White House, Public domain, via Wikimedia Commons

This week, news of King Charles's recent cancer diagnosis has sparked conversations about the future of the British monarchy. With the diagnosis caught early, the question lingers: could Prince William find himself ascending the throne sooner than expected? Delving into the intricacies of royal ascension is like unravelling a captivating saga, and I'm here to guide you through it. So, buckle up as we embark on a journey to explore the fascinating world of British Royal Succession, understanding its nuances, and uncovering the recent changes that shape its path.



1. Primogeniture and Its Historical Significance:

Primogeniture, derived from Latin, translates to "firstborn," a principle deeply embedded in the fabric of royal succession. Historically, this practice aimed to bring order to the line of inheritance, ensuring a clear and uncontested path for the eldest child to ascend the throne. The concept echoes through centuries, portraying a visual narrative of a lineage where the firstborn son stands poised to carry the weight of the crown.


2. Male-Preference Cognatic Primogeniture:

Now, let's take a step back into an era where gender played a defining role in succession. Male-Preference Cognatic Primogeniture, an age-old tradition, accorded preference to male heirs over their female counterparts. This meant that even if an elder sister was born before her younger brother, the throne awaited him. The dynamics of royal succession were influenced not only by birth order but also by the gender of the heirs, creating a hierarchy within the royal family.


3. The Succession to the Crown Act 2013: A Modern Shift:

The turning point in the royal succession narrative comes in the form of the Succession to the Crown Act 2013. This legislative milestone marks a departure from centuries-old norms by dismantling the gender biases entrenched in the system. With absolute primogeniture now in play, the eldest child, whether a prince or a princess, takes centre stage. The Act is a testament to the monarchy's adaptability, aligning itself with contemporary principles of equality and fairness.

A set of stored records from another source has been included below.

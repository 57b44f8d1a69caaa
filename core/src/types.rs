//! Request inputs and response DTOs for the Stack Exchange API.
//!
//! Responses are decoded only as far as the client needs: the common
//! wrapper, filter items, and the error triple. Everything else is left as
//! `serde_json::Value` for the caller.

use std::fmt;
use std::str::FromStr;

use serde::{Deserialize, Serialize};

use crate::error::ApiError;
use crate::params::{self, QueryParameters};

/// Built-in filter presets controlling which fields a response includes.
#[derive(Debug, Clone, Copy, Default, PartialEq, Eq, Hash, Serialize, Deserialize)]
#[serde(rename_all = "lowercase")]
pub enum BaseFilter {
    /// Default field set for each query type.
    #[default]
    Default,
    /// `Default` plus the `*.body` fields.
    WithBody,
    None,
    /// Only `.total`.
    Total,
}

impl BaseFilter {
    pub fn as_str(self) -> &'static str {
        match self {
            BaseFilter::Default => "default",
            BaseFilter::WithBody => "withbody",
            BaseFilter::None => "none",
            BaseFilter::Total => "total",
        }
    }
}

impl fmt::Display for BaseFilter {
    fn fmt(&self, f: &mut fmt::Formatter<'_>) -> fmt::Result {
        f.write_str(self.as_str())
    }
}

impl FromStr for BaseFilter {
    type Err = ApiError;

    fn from_str(s: &str) -> Result<Self, Self::Err> {
        match s.to_ascii_lowercase().as_str() {
            "default" => Ok(BaseFilter::Default),
            "withbody" => Ok(BaseFilter::WithBody),
            "none" => Ok(BaseFilter::None),
            "total" => Ok(BaseFilter::Total),
            _ => Err(ApiError::UnknownBaseFilter(s.to_string())),
        }
    }
}

/// Input for `filters/create`.
#[derive(Debug, Clone, Default, PartialEq, Eq, Serialize, Deserialize)]
pub struct FilterRequest {
    #[serde(default)]
    pub base: BaseFilter,
    /// Fields to add to the base filter.
    #[serde(default)]
    pub include: Vec<String>,
    /// Fields to remove from the base filter.
    #[serde(default)]
    pub exclude: Vec<String>,
    /// Whether returned strings may contain unescaped HTML.
    #[serde(default, rename = "unsafe")]
    pub allow_unsafe: bool,
}

impl FilterRequest {
    /// `unsafe` is sent as the literal text `true`/`false`, so it is never
    /// mistaken for the boolean default and always appears in the URL.
    pub fn to_parameters(&self) -> QueryParameters {
        QueryParameters::new()
            .with("base", self.base)
            .with("include", self.include.clone())
            .with("exclude", self.exclude.clone())
            .with("unsafe", if self.allow_unsafe { "true" } else { "false" })
    }
}

/// Typed input for the `questions` listing.
#[derive(Debug, Clone, PartialEq, Eq, Serialize, Deserialize)]
pub struct QuestionsQuery {
    pub site: String,
    pub page: i64,
    pub pagesize: i64,
    /// Unix timestamp, inclusive.
    pub fromdate: i64,
    /// Unix timestamp, inclusive.
    pub todate: i64,
    /// `desc` or `asc`.
    pub order: String,
    /// One of `activity`, `votes`, `creation`, `hot`, `week`, `month`.
    pub sort: String,
    /// Lower bound on the field named by `sort`.
    pub min: i64,
    /// Upper bound on the field named by `sort`.
    pub max: i64,
    /// AND-constraint: every tag must match.
    pub tagged: Vec<String>,
}

impl QuestionsQuery {
    /// A query for `site` with every other field at its documented default.
    pub fn new(site: &str) -> Self {
        Self {
            site: site.to_string(),
            page: params::DEFAULT_PAGE,
            pagesize: params::DEFAULT_PAGESIZE,
            fromdate: params::DEFAULT_FROMDATE,
            todate: params::DEFAULT_TODATE,
            order: params::DEFAULT_ORDER.to_string(),
            sort: params::DEFAULT_SORT.to_string(),
            min: params::DEFAULT_MIN,
            max: params::DEFAULT_MAX,
            tagged: Vec::new(),
        }
    }

    pub fn to_parameters(&self) -> QueryParameters {
        QueryParameters::new()
            .with("site", self.site.as_str())
            .with("page", self.page)
            .with("pagesize", self.pagesize)
            .with("fromdate", self.fromdate)
            .with("todate", self.todate)
            .with("order", self.order.as_str())
            .with("sort", self.sort.as_str())
            .with("min", self.min)
            .with("max", self.max)
            .with("tagged", self.tagged.clone())
    }
}

/// The envelope every successful response is wrapped in.
#[derive(Debug, Clone, PartialEq, Eq, Serialize, Deserialize)]
pub struct Wrapper<T> {
    pub items: Vec<T>,
    #[serde(default)]
    pub has_more: bool,
    #[serde(default, skip_serializing_if = "Option::is_none")]
    pub quota_max: Option<i64>,
    #[serde(default, skip_serializing_if = "Option::is_none")]
    pub quota_remaining: Option<i64>,
}

/// One item of a `filters/create` or `filters/{filter}` response.
#[derive(Debug, Clone, PartialEq, Eq, Serialize, Deserialize)]
pub struct FilterItem {
    pub filter: String,
    #[serde(default, skip_serializing_if = "Option::is_none")]
    pub filter_type: Option<String>,
    #[serde(default, skip_serializing_if = "Vec::is_empty")]
    pub included_fields: Vec<String>,
}

/// The error triple the API places in the body of a failed request.
#[derive(Debug, Clone, PartialEq, Eq, Serialize, Deserialize)]
pub struct ErrorBody {
    pub error_id: i64,
    #[serde(default)]
    pub error_name: String,
    #[serde(default)]
    pub error_message: String,
}

impl From<ErrorBody> for ApiError {
    fn from(body: ErrorBody) -> Self {
        ApiError::Api {
            id: body.error_id,
            name: body.error_name,
            message: body.error_message,
        }
    }
}

#[cfg(test)]
mod tests {
    use super::*;
    use crate::params::{DefaultParameters, ParamValue};

    #[test]
    fn base_filter_parses_any_case() {
        assert_eq!("WithBody".parse::<BaseFilter>().unwrap(), BaseFilter::WithBody);
        assert!(matches!(
            "everything".parse::<BaseFilter>(),
            Err(ApiError::UnknownBaseFilter(_))
        ));
    }

    #[test]
    fn base_filter_serializes_lowercase() {
        assert_eq!(serde_json::to_value(BaseFilter::Total).unwrap(), "total");
    }

    #[test]
    fn filter_request_renders_unsafe_as_text() {
        let params = FilterRequest::default().to_parameters();
        assert_eq!(params.get("unsafe"), Some(&ParamValue::Text("false".to_string())));
        assert_eq!(params.get("base"), Some(&ParamValue::Text("default".to_string())));
    }

    #[test]
    fn filter_request_deserializes_with_defaults() {
        let req: FilterRequest = serde_json::from_str(r#"{"include":["question.body"]}"#).unwrap();
        assert_eq!(req.base, BaseFilter::Default);
        assert_eq!(req.include, vec!["question.body"]);
        assert!(!req.allow_unsafe);
    }

    #[test]
    fn questions_query_starts_at_defaults() {
        let query = QuestionsQuery::new("stackoverflow");
        assert_eq!(query.page, 1);
        assert_eq!(query.pagesize, 30);
        assert_eq!(query.todate, i64::MAX);
        assert_eq!(query.min, i64::MIN);
        assert_eq!(query.order, "desc");
        assert_eq!(query.sort, "activity");
    }

    #[test]
    fn questions_query_fields_are_all_defaults() {
        let defaults = DefaultParameters::standard();
        for (name, value) in QuestionsQuery::new("stackoverflow").to_parameters().iter() {
            if name != "site" {
                assert!(defaults.is_default(name, value), "{name}");
            }
        }
    }

    #[test]
    fn error_body_converts_to_api_error() {
        let body: ErrorBody = serde_json::from_str(
            r#"{"error_id":400,"error_name":"bad_parameter","error_message":"bad"}"#,
        )
        .unwrap();
        let err: ApiError = body.into();
        assert_eq!(err.to_string(), "bad_parameter 400: bad");
    }

    #[test]
    fn wrapper_tolerates_missing_quota_fields() {
        let wrapper: Wrapper<FilterItem> =
            serde_json::from_str(r#"{"items":[{"filter":"default"}]}"#).unwrap();
        assert_eq!(wrapper.items[0].filter, "default");
        assert!(!wrapper.has_more);
        assert!(wrapper.quota_max.is_none());
    }
}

4. Direct Descendants and Extended Family:

Navigating the family tree of the British monarchy reveals a dynamic interplay of direct descendants and extended family members. The direct line includes children, grandchildren, and great-grandchildren, forming the core branch of the royal genealogy. Beyond this direct line, siblings of the reigning monarch and their descendants add complexity to the succession hierarchy. This intricate web of familial connections ensures a robust and comprehensive order of succession, balancing direct lineage with broader family ties.


5. Marriage and Religion: Legal Changes in the Succession Rules:

In the realm of royal marriages, the Succession to the Crown Act 2013 introduces significant shifts. Previously, marriage required the monarch's approval, and marrying a Catholic could alter one's position in the line of succession. The Act, however, liberates royal hearts, allowing love to blossom without the need for regal consent. It also eliminates the disqualification for marrying a Catholic, emphasizing personal choice over religious affiliations in matters of the heart.


6. Parliamentary Approval and Constitutional Dynamics:

Behind the scenes of royal succession, the political stage takes centre focus. Any substantial changes to the rules of succession demand the scrutiny and approval of the United Kingdom's Parliament. This democratic safeguard ensures that alterations to the constitutional framework of the monarchy are subject to thorough debate and democratic approval. It adds a layer of checks and balances, highlighting the intersection of tradition and modern governance within the royal framework.



As we navigate the twists and turns of the British royal succession, it's clear that the monarchy is a dynamic institution, blending tradition with the demands of the times. With King Charles's health in the spotlight, the question of succession takes on a new relevance. The journey from primogeniture to absolute primogeniture tells a tale of adaptation, progress, and a monarchy evolving to reflect the values of the world it serves. So, join me as we uncover the secrets and stories behind the regal path that winds through the heart of the British monarchy.